### EXERCISE BRIEF
A verbatim repeat of the records beneath this line is needed.

Collected data entries:

----

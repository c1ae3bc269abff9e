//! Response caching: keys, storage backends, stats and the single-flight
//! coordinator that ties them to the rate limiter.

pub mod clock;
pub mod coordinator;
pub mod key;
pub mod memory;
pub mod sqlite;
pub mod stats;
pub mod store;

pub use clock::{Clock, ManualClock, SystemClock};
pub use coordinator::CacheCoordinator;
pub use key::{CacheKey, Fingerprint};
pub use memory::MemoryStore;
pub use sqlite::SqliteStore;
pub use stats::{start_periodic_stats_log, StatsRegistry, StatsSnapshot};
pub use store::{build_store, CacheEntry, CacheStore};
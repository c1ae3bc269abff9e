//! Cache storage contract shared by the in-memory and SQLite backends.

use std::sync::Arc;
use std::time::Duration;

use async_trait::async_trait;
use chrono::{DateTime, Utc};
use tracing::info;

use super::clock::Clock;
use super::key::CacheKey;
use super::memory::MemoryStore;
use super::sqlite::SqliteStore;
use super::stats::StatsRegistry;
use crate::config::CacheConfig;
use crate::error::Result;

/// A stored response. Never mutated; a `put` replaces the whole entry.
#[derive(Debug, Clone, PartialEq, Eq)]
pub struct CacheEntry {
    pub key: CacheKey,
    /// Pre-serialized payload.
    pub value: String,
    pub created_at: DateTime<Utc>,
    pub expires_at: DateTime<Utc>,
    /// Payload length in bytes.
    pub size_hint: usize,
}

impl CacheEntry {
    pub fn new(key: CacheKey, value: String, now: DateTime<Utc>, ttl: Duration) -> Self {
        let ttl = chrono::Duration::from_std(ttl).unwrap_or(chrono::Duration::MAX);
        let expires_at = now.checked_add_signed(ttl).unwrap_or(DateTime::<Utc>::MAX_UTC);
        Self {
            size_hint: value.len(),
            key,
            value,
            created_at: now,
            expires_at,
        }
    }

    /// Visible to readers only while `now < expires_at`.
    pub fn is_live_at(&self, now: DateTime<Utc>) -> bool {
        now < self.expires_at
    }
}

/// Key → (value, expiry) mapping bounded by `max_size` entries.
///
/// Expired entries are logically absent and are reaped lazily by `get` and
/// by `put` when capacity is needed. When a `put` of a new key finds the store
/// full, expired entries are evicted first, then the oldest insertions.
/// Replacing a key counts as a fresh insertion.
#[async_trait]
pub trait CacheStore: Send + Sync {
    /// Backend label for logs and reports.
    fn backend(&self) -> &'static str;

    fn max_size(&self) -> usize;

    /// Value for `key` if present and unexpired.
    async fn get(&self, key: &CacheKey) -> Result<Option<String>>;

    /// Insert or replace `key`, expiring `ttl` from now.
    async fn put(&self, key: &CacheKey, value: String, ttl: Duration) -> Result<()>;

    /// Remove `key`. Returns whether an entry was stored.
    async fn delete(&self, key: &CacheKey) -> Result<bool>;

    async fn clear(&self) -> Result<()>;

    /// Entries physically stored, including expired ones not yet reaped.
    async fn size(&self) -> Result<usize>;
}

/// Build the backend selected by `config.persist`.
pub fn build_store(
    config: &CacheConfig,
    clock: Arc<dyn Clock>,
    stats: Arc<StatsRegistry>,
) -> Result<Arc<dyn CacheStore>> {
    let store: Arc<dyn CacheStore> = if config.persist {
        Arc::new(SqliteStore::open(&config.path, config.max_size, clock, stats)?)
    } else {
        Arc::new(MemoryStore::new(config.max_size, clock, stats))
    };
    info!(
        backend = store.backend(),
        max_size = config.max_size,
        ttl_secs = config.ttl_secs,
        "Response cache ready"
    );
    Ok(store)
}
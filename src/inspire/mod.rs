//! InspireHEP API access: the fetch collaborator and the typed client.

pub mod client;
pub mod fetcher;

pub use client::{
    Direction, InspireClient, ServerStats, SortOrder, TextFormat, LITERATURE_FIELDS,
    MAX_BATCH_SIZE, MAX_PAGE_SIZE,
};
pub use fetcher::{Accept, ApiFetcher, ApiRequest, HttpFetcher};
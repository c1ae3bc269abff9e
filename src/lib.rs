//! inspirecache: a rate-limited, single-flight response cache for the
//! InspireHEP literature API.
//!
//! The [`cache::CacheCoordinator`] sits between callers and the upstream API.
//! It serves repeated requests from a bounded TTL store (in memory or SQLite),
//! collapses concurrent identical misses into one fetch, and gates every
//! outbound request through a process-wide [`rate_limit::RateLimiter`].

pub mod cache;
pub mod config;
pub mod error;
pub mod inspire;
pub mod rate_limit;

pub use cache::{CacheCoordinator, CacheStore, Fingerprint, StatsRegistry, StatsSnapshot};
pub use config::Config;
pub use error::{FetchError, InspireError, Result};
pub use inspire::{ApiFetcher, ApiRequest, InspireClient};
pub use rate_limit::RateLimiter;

----

### EXERCISE SOLUTION
repository c1ae3bc269abff9e
//! Response caching: keys, storage backends, stats and the single-flight
//! coordinator that ties them to the rate limiter.

pub mod clock;
pub mod coordinator;
pub mod key;
pub mod memory;
pub mod sqlite;
pub mod stats;
pub mod store;

pub use clock::{Clock, ManualClock, SystemClock};
pub use coordinator::CacheCoordinator;
pub use key::{CacheKey, Fingerprint};
pub use memory::MemoryStore;
pub use sqlite::SqliteStore;
pub use stats::{start_periodic_stats_log, StatsRegistry, StatsSnapshot};
pub use store::{build_store, CacheEntry, CacheStore};
repository c1ae3bc269abff9e
//! Cache storage contract shared by the in-memory and SQLite backends.

use std::sync::Arc;
use std::time::Duration;

use async_trait::async_trait;
use chrono::{DateTime, Utc};
use tracing::info;

use super::clock::Clock;
use super::key::CacheKey;
use super::memory::MemoryStore;
use super::sqlite::SqliteStore;
use super::stats::StatsRegistry;
use crate::config::CacheConfig;
use crate::error::Result;

/// A stored response. Never mutated; a `put` replaces the whole entry.
#[derive(Debug, Clone, PartialEq, Eq)]
pub struct CacheEntry {
    pub key: CacheKey,
    /// Pre-serialized payload.
    pub value: String,
    pub created_at: DateTime<Utc>,
    pub expires_at: DateTime<Utc>,
    /// Payload length in bytes.
    pub size_hint: usize,
}

impl CacheEntry {
    pub fn new(key: CacheKey, value: String, now: DateTime<Utc>, ttl: Duration) -> Self {
        let ttl = chrono::Duration::from_std(ttl).unwrap_or(chrono::Duration::MAX);
        let expires_at = now.checked_add_signed(ttl).unwrap_or(DateTime::<Utc>::MAX_UTC);
        Self {
            size_hint: value.len(),
            key,
            value,
            created_at: now,
            expires_at,
        }
    }

    /// Visible to readers only while `now < expires_at`.
    pub fn is_live_at(&self, now: DateTime<Utc>) -> bool {
        now < self.expires_at
    }
}

/// Key → (value, expiry) mapping bounded by `max_size` entries.
///
/// Expired entries are logically absent and are reaped lazily by `get` and
/// by `put` when capacity is needed. When a `put` of a new key finds the store
/// full, expired entries are evicted first, then the oldest insertions.
/// Replacing a key counts as a fresh insertion.
#[async_trait]
pub trait CacheStore: Send + Sync {
    /// Backend label for logs and reports.
    fn backend(&self) -> &'static str;

    fn max_size(&self) -> usize;

    /// Value for `key` if present and unexpired.
    async fn get(&self, key: &CacheKey) -> Result<Option<String>>;

    /// Insert or replace `key`, expiring `ttl` from now.
    async fn put(&self, key: &CacheKey, value: String, ttl: Duration) -> Result<()>;

    /// Remove `key`. Returns whether an entry was stored.
    async fn delete(&self, key: &CacheKey) -> Result<bool>;

    async fn clear(&self) -> Result<()>;

    /// Entries physically stored, including expired ones not yet reaped.
    async fn size(&self) -> Result<usize>;
}

/// Build the backend selected by `config.persist`.
pub fn build_store(
    config: &CacheConfig,
    clock: Arc<dyn Clock>,
    stats: Arc<StatsRegistry>,
) -> Result<Arc<dyn CacheStore>> {
    let store: Arc<dyn CacheStore> = if config.persist {
        Arc::new(SqliteStore::open(&config.path, config.max_size, clock, stats)?)
    } else {
        Arc::new(MemoryStore::new(config.max_size, clock, stats))
    };
    info!(
        backend = store.backend(),
        max_size = config.max_size,
        ttl_secs = config.ttl_secs,
        "Response cache ready"
    );
    Ok(store)
}
filename src/inspire/mod.rs
//! InspireHEP API access: the fetch collaborator and the typed client.

pub mod client;
pub mod fetcher;

pub use client::{
    Direction, InspireClient, ServerStats, SortOrder, TextFormat, LITERATURE_FIELDS,
    MAX_BATCH_SIZE, MAX_PAGE_SIZE,
};
pub use fetcher::{Accept, ApiFetcher, ApiRequest, HttpFetcher};
repository c1ae3bc269abff9e
filename src/lib.rs
//! inspirecache: a rate-limited, single-flight response cache for the
//! InspireHEP literature API.
//!
//! The [`cache::CacheCoordinator`] sits between callers and the upstream API.
//! It serves repeated requests from a bounded TTL store (in memory or SQLite),
//! collapses concurrent identical misses into one fetch, and gates every
//! outbound request through a process-wide [`rate_limit::RateLimiter`].

pub mod cache;
pub mod config;
pub mod error;
pub mod inspire;
pub mod rate_limit;

pub use cache::{CacheCoordinator, CacheStore, Fingerprint, StatsRegistry, StatsSnapshot};
pub use config::Config;
pub use error::{FetchError, InspireError, Result};
pub use inspire::{ApiFetcher, ApiRequest, InspireClient};
pub use rate_limit::RateLimiter;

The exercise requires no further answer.